I - O regime do impedimento de voto constante do art. 176º, aplicado ex vi art. 157º do CC, é aplicável às deliberações tomadas em assembleia de condóminos.
II - A administração plural não está prevista na lei, sendo que toda a disciplina da propriedade horizontal se refere a um administrador, do que é exemplo o art. 1430º n.º 1, 1431º n.º 2, 1435º do CC e, também, o art. e 10º-A do Decreto-Lei n.º 268/94. Se é certo que o exercício do cargo pode ser efetuado por uma pessoa singular ou coletiva, todas as referências normativas ao administrador apontam expressamente para o número de um administrador.
III - Embora se entenda que não existe nenhuma razão de fundo que vede liminarmente a possibilidade de uma administração plural, a mesma apenas pode ser encarada se existirem razões objetivas que o justifiquem, desde logo por tal poder comportar um ónus adicional para o Condomínio com a sua remuneração.
IV - Assim, sempre que ante o caso concreto uma administração plural se mostre razoável e justificada, afigura-se não ser de excluir essa figura sempre que tal se mostre justificado em razão de circunstâncias objetivas, indemonstradas no caso concreto, onde existem unicamente três frações autónomas.
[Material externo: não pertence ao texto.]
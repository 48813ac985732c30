use axum::extract::{Multipart, Path, State};
use axum::http::{header, StatusCode};
use axum::response::{IntoResponse, Response};
use axum::Json;
use bytes::BytesMut;
use chrono::{DateTime, Utc};
use serde::de::DeserializeOwned;
use serde::{Deserialize, Deserializer};
use std::sync::Arc;

use super::db_error;
use crate::api::principal::Principal;
use crate::api::response::{ApiError, AppJson, AppQuery, Envelope, PaginatedEnvelope, Pagination};
use crate::lifecycle::{self, UploadError, UploadRequest};
use crate::storage::models::{FileCategory, FileRecord, Patch, SortBy, SortOrder};
use crate::storage::FileListQuery;
use crate::AppState;

// ============================================================================
// Types
// ============================================================================

#[derive(Debug, Deserialize)]
pub struct ListFilesParams {
    #[serde(default, rename = "folderId")]
    pub folder_id: Option<String>,
    #[serde(default)]
    pub search: Option<String>,
    /// Category filter; "all" or absent means no filter.
    #[serde(default, rename = "type")]
    pub file_type: Option<String>,
    #[serde(default, rename = "sortBy")]
    pub sort_by: SortBy,
    #[serde(default, rename = "sortOrder")]
    pub sort_order: SortOrder,
    #[serde(default = "default_page")]
    pub page: u32,
    #[serde(default = "default_limit")]
    pub limit: u32,
}

fn default_page() -> u32 {
    1
}

fn default_limit() -> u32 {
    50
}

#[derive(Debug, Deserialize)]
pub struct UpdateFileRequest {
    #[serde(default)]
    pub name: Option<String>,
    #[serde(default, deserialize_with = "nullable")]
    pub folder_id: Option<Option<String>>,
}

/// Distinguishes between a missing field (`None`) and an explicit `null` (`Some(None)`).
fn nullable<'de, T, D>(deserializer: D) -> Result<Option<Option<T>>, D::Error>
where
    T: DeserializeOwned,
    D: Deserializer<'de>,
{
    Ok(Some(Option::deserialize(deserializer)?))
}

// ============================================================================
// Handlers
// ============================================================================

pub async fn upload_file(
    State(state): State<Arc<AppState>>,
    Principal(profile): Principal,
    mut multipart: Multipart,
) -> Result<Json<Envelope<FileRecord>>, ApiError> {
    let mut file_data: Option<BytesMut> = None;
    let mut file_name: Option<String> = None;
    let mut file_content_type: Option<String> = None;
    let mut folder_id: Option<String> = None;
    let mut last_modified: Option<DateTime<Utc>> = None;

    while let Some(field) = multipart
        .next_field()
        .await
        .map_err(|e| ApiError::bad_request(format!("Invalid multipart data: {e}")))?
    {
        let field_name = field.name().unwrap_or("").to_string();

        match field_name.as_str() {
            "file" => {
                file_name = field.file_name().map(|s| s.to_string());
                file_content_type = field.content_type().map(|s| s.to_string());

                let data = field
                    .bytes()
                    .await
                    .map_err(|e| ApiError::bad_request(format!("Failed to read file: {e}")))?;

                let mut buf = BytesMut::with_capacity(data.len());
                buf.extend_from_slice(&data);
                file_data = Some(buf);
            }
            "folderId" => {
                let text = field
                    .text()
                    .await
                    .map_err(|e| ApiError::bad_request(format!("Invalid folderId: {e}")))?;
                if !text.is_empty() {
                    folder_id = Some(text);
                }
            }
            "lastModified" => {
                let text = field
                    .text()
                    .await
                    .map_err(|e| ApiError::bad_request(format!("Invalid lastModified: {e}")))?;
                let millis: i64 = text
                    .parse()
                    .map_err(|_| ApiError::bad_request("lastModified must be epoch millis"))?;
                last_modified = DateTime::from_timestamp_millis(millis);
            }
            _ => {
                // Ignore unknown fields
            }
        }
    }

    let file_data = file_data.ok_or_else(|| ApiError::bad_request("No file provided"))?;
    let file_name = file_name.ok_or_else(|| ApiError::bad_request("File name is required"))?;

    // A file can only land in a folder the caller owns, and the folder must
    // already exist.
    if let Some(ref fid) = folder_id {
        state
            .db
            .get_folder_for_owner(&profile.id, fid)
            .map_err(db_error)?
            .ok_or_else(|| ApiError::not_found("Folder not found"))?;
    }

    // Declared media type, or guess from the filename as a fallback
    let media_type = file_content_type
        .filter(|ct| ct != "application/octet-stream")
        .or_else(|| {
            mime_guess::from_path(&file_name)
                .first()
                .map(|m| m.to_string())
        })
        .unwrap_or_else(|| "application/octet-stream".to_string());

    let request = UploadRequest {
        file_name,
        media_type,
        data: file_data.freeze(),
        folder_id,
        last_modified,
    };

    let uploaded = lifecycle::upload(
        &state.db,
        state.object_store.as_ref(),
        &profile,
        state.config.max_upload_mb,
        request,
    )
    .await
    .map_err(upload_error)?;

    Ok(Envelope::success_with_message(
        uploaded.file,
        "File uploaded successfully",
    ))
}

pub async fn list_files(
    State(state): State<Arc<AppState>>,
    Principal(profile): Principal,
    AppQuery(params): AppQuery<ListFilesParams>,
) -> Result<Json<PaginatedEnvelope<FileRecord>>, ApiError> {
    if params.limit == 0 {
        return Err(ApiError::bad_request("limit must be greater than 0"));
    }
    if params.page == 0 {
        return Err(ApiError::bad_request("page must be greater than 0"));
    }

    let category = match params.file_type.as_deref() {
        None | Some("all") => None,
        Some(raw) => Some(
            FileCategory::parse(raw)
                .ok_or_else(|| ApiError::bad_request(format!("Unknown file type: {raw}")))?,
        ),
    };

    let query = FileListQuery {
        folder_id: params.folder_id,
        search: params.search,
        category,
        sort_by: params.sort_by,
        sort_order: params.sort_order,
        page: params.page,
        limit: params.limit,
    };

    let (files, total) = state.db.list_files(&profile.id, &query).map_err(db_error)?;

    Ok(PaginatedEnvelope::success(
        files,
        Pagination::new(params.page, params.limit, total),
    ))
}

pub async fn get_file(
    State(state): State<Arc<AppState>>,
    Principal(profile): Principal,
    Path(id): Path<String>,
) -> Result<Json<Envelope<FileRecord>>, ApiError> {
    let file = state
        .db
        .get_file_for_owner(&profile.id, &id)
        .map_err(db_error)?
        .ok_or_else(|| ApiError::not_found("File not found"))?;

    Ok(Envelope::success(file))
}

pub async fn update_file(
    State(state): State<Arc<AppState>>,
    Principal(profile): Principal,
    Path(id): Path<String>,
    AppJson(req): AppJson<UpdateFileRequest>,
) -> Result<Json<Envelope<FileRecord>>, ApiError> {
    if req.name.is_none() && req.folder_id.is_none() {
        return Err(ApiError::bad_request(
            "at least one field (name, folder_id) must be provided",
        ));
    }

    if let Some(ref name) = req.name {
        if name.trim().is_empty() {
            return Err(ApiError::bad_request("name must not be empty"));
        }
    }

    // A move target must be an existing folder owned by the caller
    if let Some(Some(ref fid)) = req.folder_id {
        state
            .db
            .get_folder_for_owner(&profile.id, fid)
            .map_err(db_error)?
            .ok_or_else(|| ApiError::not_found("Folder not found"))?;
    }

    let folder_patch = Patch::from(req.folder_id);
    let updated = state
        .db
        .update_file(&profile.id, &id, req.name.as_deref(), &folder_patch)
        .map_err(db_error)?;

    if !updated {
        return Err(ApiError::not_found("File not found"));
    }

    let file = state
        .db
        .get_file_for_owner(&profile.id, &id)
        .map_err(db_error)?
        .ok_or_else(|| ApiError::internal("File not found after update"))?;

    Ok(Envelope::success_with_message(
        file,
        "File updated successfully",
    ))
}

pub async fn delete_file(
    State(state): State<Arc<AppState>>,
    Principal(profile): Principal,
    Path(id): Path<String>,
) -> Result<Json<Envelope<()>>, ApiError> {
    lifecycle::delete(&state.db, state.object_store.as_ref(), &profile.id, &id)
        .await
        .map_err(|e| match e {
            lifecycle::DeleteError::NotFound => ApiError::not_found("File not found"),
            lifecycle::DeleteError::Database(e) => db_error(e),
        })?;

    Ok(Envelope::success_with_message(
        (),
        "File deleted successfully",
    ))
}

/// Serve file content for preview/download.
/// Route: GET /files/:id/download
pub async fn download_file(
    State(state): State<Arc<AppState>>,
    Principal(profile): Principal,
    Path(id): Path<String>,
) -> Result<Response, ApiError> {
    let file = state
        .db
        .get_file_for_owner(&profile.id, &id)
        .map_err(db_error)?
        .ok_or_else(|| ApiError::not_found("File not found"))?;

    let data = state
        .object_store
        .get(&file.storage_path)
        .await
        .map_err(|e| match e {
            crate::object_store::ObjectStoreError::NotFound(_) => {
                ApiError::not_found("File content not found")
            }
            _ => ApiError::internal(format!("Failed to retrieve file: {e}")),
        })?;

    let mut response = (StatusCode::OK, data).into_response();
    let headers = response.headers_mut();

    headers.insert(
        header::CONTENT_TYPE,
        file.media_type
            .parse()
            .unwrap_or(header::HeaderValue::from_static("application/octet-stream")),
    );

    headers.insert(header::CONTENT_LENGTH, header::HeaderValue::from(file.size));

    if let Ok(value) = format!("inline; filename=\"{}\"", file.original_name).parse() {
        headers.insert(header::CONTENT_DISPOSITION, value);
    }

    // Blobs are immutable once uploaded, only metadata changes
    headers.insert(
        header::CACHE_CONTROL,
        header::HeaderValue::from_static("private, max-age=3600"),
    );

    Ok(response)
}

// ============================================================================
// Helpers
// ============================================================================

fn upload_error(e: UploadError) -> ApiError {
    match e {
        UploadError::EmptyName => ApiError::bad_request("File name is required"),
        UploadError::UnsupportedType(_) => ApiError::bad_request("File type not allowed"),
        UploadError::TooLarge(limit) => {
            ApiError::payload_too_large(format!("File size exceeds limit ({limit}MB)"))
        }
        UploadError::QuotaExceeded => ApiError::bad_request("Storage limit exceeded"),
        UploadError::Store(e) => {
            tracing::error!(error = %e, "Storage upload error");
            ApiError::internal("Failed to upload file")
        }
        UploadError::Metadata(e) => {
            tracing::error!(error = %e, "Database insert error");
            ApiError::internal("Failed to save file metadata")
        }
    }
}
V - A contrapartida auto-deliberada é excessiva, no contexto factual dos autos, sendo que a mesma se traduz num desconto de 50% nas quotas dos dois condóminos administradores: no conjunto de 100% da despesa geral do edifício, as partes que representam 70% apenas pagaram 35% da despesa; como o valor tem de ser necessariamente assegurado, tal implicará que os Recorrentes, que representam 30% vão suportar … 65% da despesa global.
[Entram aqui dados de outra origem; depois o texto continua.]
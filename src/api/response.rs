use axum::extract::rejection::JsonRejection;
use axum::extract::{FromRequest, FromRequestParts, Request};
use axum::http::StatusCode;
use axum::Json;
use serde::de::DeserializeOwned;
use serde::{Deserialize, Serialize};

// ============================================================================
// Success envelope
// ============================================================================

/// Uniform response envelope: `{success, data, message?}`.
#[derive(Debug, Serialize, Deserialize)]
pub struct Envelope<T: Serialize> {
    pub success: bool,
    pub data: T,
    #[serde(skip_serializing_if = "Option::is_none")]
    pub message: Option<String>,
}

impl<T: Serialize> Envelope<T> {
    pub fn success(data: T) -> Json<Envelope<T>> {
        Json(Envelope {
            success: true,
            data,
            message: None,
        })
    }

    pub fn success_with_message(data: T, message: impl Into<String>) -> Json<Envelope<T>> {
        Json(Envelope {
            success: true,
            data,
            message: Some(message.into()),
        })
    }
}

// ============================================================================
// Paginated envelope
// ============================================================================

#[derive(Debug, Serialize)]
pub struct PaginatedEnvelope<T: Serialize> {
    pub success: bool,
    pub data: Vec<T>,
    pub pagination: Pagination,
}

#[derive(Debug, Serialize)]
#[serde(rename_all = "camelCase")]
pub struct Pagination {
    pub page: u32,
    pub limit: u32,
    pub total: u64,
    pub total_pages: u64,
    pub has_next: bool,
    pub has_prev: bool,
}

impl Pagination {
    pub fn new(page: u32, limit: u32, total: u64) -> Self {
        let offset = (page as u64).saturating_sub(1) * limit as u64;
        Self {
            page,
            limit,
            total,
            total_pages: total.div_ceil(limit as u64),
            has_next: offset + (limit as u64) < total,
            has_prev: page > 1,
        }
    }
}

impl<T: Serialize> PaginatedEnvelope<T> {
    pub fn success(data: Vec<T>, pagination: Pagination) -> Json<PaginatedEnvelope<T>> {
        Json(PaginatedEnvelope {
            success: true,
            data,
            pagination,
        })
    }
}

// ============================================================================
// Error envelope
// ============================================================================

#[derive(Debug, Serialize, Deserialize)]
pub struct ErrorEnvelope {
    pub success: bool,
    pub error: String,
}

/// An error mapped to the uniform `{success: false, error}` envelope.
#[derive(Debug)]
pub struct ApiError {
    pub status: StatusCode,
    pub message: String,
}

impl axum::response::IntoResponse for ApiError {
    fn into_response(self) -> axum::response::Response {
        (
            self.status,
            Json(ErrorEnvelope {
                success: false,
                error: self.message,
            }),
        )
            .into_response()
    }
}

impl ApiError {
    fn new(status: StatusCode, message: impl Into<String>) -> Self {
        ApiError {
            status,
            message: message.into(),
        }
    }

    pub fn bad_request(message: impl Into<String>) -> Self {
        ApiError::new(StatusCode::BAD_REQUEST, message)
    }

    pub fn unauthorized(message: impl Into<String>) -> Self {
        ApiError::new(StatusCode::UNAUTHORIZED, message)
    }

    pub fn forbidden(message: impl Into<String>) -> Self {
        ApiError::new(StatusCode::FORBIDDEN, message)
    }

    pub fn not_found(message: impl Into<String>) -> Self {
        ApiError::new(StatusCode::NOT_FOUND, message)
    }

    pub fn conflict(message: impl Into<String>) -> Self {
        ApiError::new(StatusCode::CONFLICT, message)
    }

    pub fn payload_too_large(message: impl Into<String>) -> Self {
        ApiError::new(StatusCode::PAYLOAD_TOO_LARGE, message)
    }

    pub fn internal(message: impl Into<String>) -> Self {
        ApiError::new(StatusCode::INTERNAL_SERVER_ERROR, message)
    }
}

// ============================================================================
// Custom extractors (reject with enveloped ApiError)
// ============================================================================

/// Drop-in replacement for `axum::Json` that rejects with enveloped errors.
pub struct AppJson<T>(pub T);

#[axum::async_trait]
impl<S, T> FromRequest<S> for AppJson<T>
where
    axum::Json<T>: FromRequest<S, Rejection = JsonRejection>,
    S: Send + Sync,
{
    type Rejection = ApiError;

    async fn from_request(req: Request, state: &S) -> Result<Self, ApiError> {
        match axum::Json::<T>::from_request(req, state).await {
            Ok(Json(value)) => Ok(AppJson(value)),
            Err(rejection) => {
                let message = match rejection {
                    JsonRejection::JsonDataError(err) => {
                        format!("Invalid request body: {}", err.body_text())
                    }
                    JsonRejection::JsonSyntaxError(_) => "Malformed JSON in request body".into(),
                    JsonRejection::MissingJsonContentType(_) => {
                        "Missing Content-Type: application/json header".into()
                    }
                    _ => "Failed to read request body".into(),
                };
                Err(ApiError::bad_request(message))
            }
        }
    }
}

/// Drop-in replacement for `axum::extract::Query` that rejects with enveloped errors.
pub struct AppQuery<T>(pub T);

#[axum::async_trait]
impl<S, T> FromRequestParts<S> for AppQuery<T>
where
    T: DeserializeOwned + Send,
    S: Send + Sync,
{
    type Rejection = ApiError;

    async fn from_request_parts(
        parts: &mut axum::http::request::Parts,
        _state: &S,
    ) -> Result<Self, ApiError> {
        let query = parts.uri.query().unwrap_or_default();
        serde_qs::from_str(query)
            .map(AppQuery)
            .map_err(|e| ApiError::bad_request(friendly_query_error(&e.to_string())))
    }
}

/// Translate serde/serde_qs error messages into human-friendly descriptions.
fn friendly_query_error(raw: &str) -> String {
    let cleaned = raw
        .replace("u32", "non-negative integer")
        .replace("u64", "non-negative integer")
        .replace("i32", "integer")
        .replace("i64", "integer");

    format!("Invalid query parameter: {cleaned}")
}

#[cfg(test)]
mod tests {
    use super::Pagination;

    #[test]
    fn pagination_metadata() {
        let p = Pagination::new(1, 50, 120);
        assert_eq!(p.total_pages, 3);
        assert!(p.has_next);
        assert!(!p.has_prev);

        let p = Pagination::new(3, 50, 120);
        assert!(!p.has_next);
        assert!(p.has_prev);

        let p = Pagination::new(1, 50, 0);
        assert_eq!(p.total_pages, 0);
        assert!(!p.has_next);
        assert!(!p.has_prev);
    }
}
VI - O impedimento de voto deve ser valorado de forma casuística, verificando-se o mesmo no caso sub judice, em que dois condóminos representativos de 70% do valor do edifício deliberam nomear-se ambos como administradores do condomínio, fixando a contrapartida pelo exercício do cargo, num prédio composto unicamente por três fracções.
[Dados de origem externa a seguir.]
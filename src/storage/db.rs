use redb::{Database as RedbDatabase, ReadTransaction, ReadableTable, WriteTransaction};
use std::path::Path;
use std::sync::Arc;
use thiserror::Error;

use super::tables::*;

#[derive(Debug, Error)]
pub enum DatabaseError {
    #[error("Commit error: {0}")]
    Commit(Box<redb::CommitError>),
    #[error("Database error: {0}")]
    Redb(Box<redb::Error>),
    #[error("Database error: {0}")]
    RedbDatabase(Box<redb::DatabaseError>),
    #[error("Deserialization error: {0}")]
    Deserialization(#[from] rmp_serde::decode::Error),
    #[error("IO error: {0}")]
    Io(#[from] std::io::Error),
    #[error("Serialization error: {0}")]
    Serialization(#[from] rmp_serde::encode::Error),
    #[error("Storage error: {0}")]
    Storage(Box<redb::StorageError>),
    #[error("Table error: {0}")]
    Table(Box<redb::TableError>),
    #[error("Transaction error: {0}")]
    Transaction(Box<redb::TransactionError>),
}

impl From<redb::CommitError> for DatabaseError {
    fn from(e: redb::CommitError) -> Self {
        DatabaseError::Commit(Box::new(e))
    }
}

impl From<redb::DatabaseError> for DatabaseError {
    fn from(e: redb::DatabaseError) -> Self {
        DatabaseError::RedbDatabase(Box::new(e))
    }
}

impl From<redb::Error> for DatabaseError {
    fn from(e: redb::Error) -> Self {
        DatabaseError::Redb(Box::new(e))
    }
}

impl From<redb::StorageError> for DatabaseError {
    fn from(e: redb::StorageError) -> Self {
        DatabaseError::Storage(Box::new(e))
    }
}

impl From<redb::TableError> for DatabaseError {
    fn from(e: redb::TableError) -> Self {
        DatabaseError::Table(Box::new(e))
    }
}

impl From<redb::TransactionError> for DatabaseError {
    fn from(e: redb::TransactionError) -> Self {
        DatabaseError::Transaction(Box::new(e))
    }
}

pub struct Database {
    db: Arc<RedbDatabase>,
}

impl Clone for Database {
    fn clone(&self) -> Self {
        Self {
            db: Arc::clone(&self.db),
        }
    }
}

/// Statistics from a purge operation
#[derive(Debug, Default)]
pub struct PurgeStats {
    pub files: u64,
    pub folders: u64,
    pub profiles: u64,
}

impl Database {
    /// Open or create a database at the given path
    pub fn open<P: AsRef<Path>>(data_dir: P) -> Result<Self, DatabaseError> {
        std::fs::create_dir_all(data_dir.as_ref())?;
        let db_path = data_dir.as_ref().join("cloud-drive.redb");
        let db = Arc::new(RedbDatabase::create(db_path)?);

        // Initialize application tables
        let write_txn = db.begin_write()?;
        {
            let _ = write_txn.open_table(PROFILES)?;
            let _ = write_txn.open_table(FOLDERS)?;
            let _ = write_txn.open_table(FILES)?;
            let _ = write_txn.open_table(OWNER_FILES)?;
            let _ = write_txn.open_table(OWNER_FOLDERS)?;
        }
        write_txn.commit()?;

        Ok(Self { db })
    }

    /// Begin a read transaction
    pub fn begin_read(&self) -> Result<ReadTransaction, DatabaseError> {
        Ok(self.db.begin_read()?)
    }

    /// Begin a write transaction
    pub fn begin_write(&self) -> Result<WriteTransaction, DatabaseError> {
        Ok(self.db.begin_write()?)
    }

    // ========================================================================
    // Admin operations
    // ========================================================================

    /// Purge all data - for testing only
    pub fn purge_all(&self) -> Result<PurgeStats, DatabaseError> {
        let write_txn = self.begin_write()?;
        let mut stats = PurgeStats::default();

        stats.files = clear_table(&write_txn, FILES)?;
        stats.folders = clear_table(&write_txn, FOLDERS)?;
        stats.profiles = clear_table(&write_txn, PROFILES)?;
        clear_table(&write_txn, OWNER_FILES)?;
        clear_table(&write_txn, OWNER_FOLDERS)?;

        write_txn.commit()?;
        Ok(stats)
    }
}

fn clear_table(
    write_txn: &WriteTransaction,
    def: redb::TableDefinition<&str, &[u8]>,
) -> Result<u64, DatabaseError> {
    let table = write_txn.open_table(def)?;
    let keys: Vec<String> = table
        .iter()?
        .map(|r| r.map(|(k, _)| k.value().to_string()))
        .collect::<Result<Vec<_>, _>>()?;
    drop(table);

    let mut table = write_txn.open_table(def)?;
    let mut removed = 0;
    for key in keys {
        table.remove(key.as_str())?;
        removed += 1;
    }
    Ok(removed)
}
VII - Cumulativamente, a deliberação traduz abuso de direito, nos termos do art. 334º do CC, visto que a reduzida dimensão do edifício e número de fracções não justifica dois administradores em simultâneo, possuindo apenas uma única caixa de escadas e um logradouro traseiro pavimentado que servem, unicamente, essas três fracções (facto provado 4), com escasso grau de exigência nas operações inerentes ao exercício da administração. Além de que existe um conflito aberto entre os Autores e os demais condóminos, pendendo termos uma ação, relativa a matéria condominial do mesmo edifício, sob o n.º 3320/22.... do Juízo Local Cível ... – Juiz ... (facto provado 8), sendo que a...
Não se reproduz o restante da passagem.